Presumption of Paternity
Entitlement to child benefits turns on the question of paternity, which is resolved under state law. See 42 U.S.C. 416(h)(2)(A); 20 C.F.R. §§ 404.350, 404.355; Program Operations Manual System (POMS) GN00306.001.C (“State laws concerning presumption of legitimacy . . . apply in determining the status of a child born during wedlock.”). Under North Dakota law, a man is presumed to be the father of a child if “[h]e and the mother of the child are married to each other and the child is born during the marriage.” N.D. Cent. Code § 14-20-10; see also; POMS GN 00306.585.A.1.a. Thus, under North Dakota law, W~ is presumed to be L~’s father. As the presumed legitimate child of W~, L~ had inheritance rights for the purposes of determining eligibility for child survivor’s benefits. See N.D. Cent. Code §§ 30.1-4-04-14(5), 30.1-04-15 (father-child relationship may be established under presumption of paternity); 20 C.F.R. § 404.355; POMS GN 00306.010.B.
Under North Dakota law, the presumption of paternity may be rebutted only by an adjudication of paternity. N.D. Cent. Code § 14-20-10. To initiate such an action more than two years after the birth of a child, there must be a showing that (1) “[t]he presumed father and mother of the child neither cohabitated nor engaged in sexual intercourse with each other during the probable time of conception” and (2) “the presumed father never openly held out the child as his own.” N.D. Cent. Code § 14-20-42. If this threshold showing is made, the paternity of a presumed father may be disproved only with admissible results of genetic testing (and other clear and convincing evidence), which either excludes the presumed father or identifies another man as the father of the child. N.D. Cent. Code § 14-20-52. To be admissible, among other requirements, the genetic tests must be performed by an accredited laboratory and establish a reliable chain of custody of the genetic specimens. N.D. Cent. Code §§ 14-20-25–35.
In the present case, the evidence presented falls far short of this standard. First, the allegation that W~ was not L~’s biological father is based entirely on hearsay reports—i.e., second- or third-hand reports of what V~ stated — which are generally inadmissible in trial proceedings. There is no information suggesting that W~ and V~ were not cohabiting or engaged in sexual relations at the time of probable conception, nor is there information suggesting that W~ did not hold L~ out as his own child. No actual genetic test results were submitted—let alone tests that would conform to the rigorous statutory requirements.
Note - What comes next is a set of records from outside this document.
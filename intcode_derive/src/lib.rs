//! Derive macros for the intcode crate.
//!
//! Provides `#[derive(Error)]`, which generates `Display` and
//! `std::error::Error` for fault enums from `#[error("...")]` messages.

mod error;

use proc_macro::TokenStream;

/// Implements `Display` and `Error` from per-variant `#[error("...")]` messages.
#[proc_macro_derive(Error, attributes(error))]
pub fn derive_error(input: TokenStream) -> TokenStream {
    error::derive_error(input)
}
The single hearsay allegation does not correspond with the requirements for rebutting a presumption of paternity.
If this matter is to be further investigated, the following issues should be inquired into:
Is there evidence sufficient to create a strong impression (i.e., that makes it more likely than not) that V~ knew that W~ was not L~’s father? See below (2)(b).
Is there conclusive evidence that W~ is not L~’s father? For example:
Is there genetic testing, sufficient to satisfy the rigors of N.D. Cent. Code §§ 14-20-25 to 14-20-35, showing that W~ could not be L~’s father?
If genetic testing is conflicting or inconclusive, (i) is there evidence showing W~ was sterile at the time L~ must have been conceived; (ii) is there evidence that W~ was constantly absent from V~ the whole period within which L~ must have been conceived; (iii) is there evidence that W~ was present with V~ only under circumstances which made sexual relations impossible; or (iv) is there evidence that V~ was living in adultery continuously during the time L~ must have been conceived and there was no evidence of access by W~?
If both questions (1) and (2) are answered in the affirmative, reopening might be appropriate.
L~ is entitled to child survivor’s benefits on the record of the late W~ because under North Dakota law W~ is the presumptive father. Presently, the evidence submitted does not rebut W~’s presumed paternity or suggest that V~ obtained benefits for L~ based on fraud or similar fault.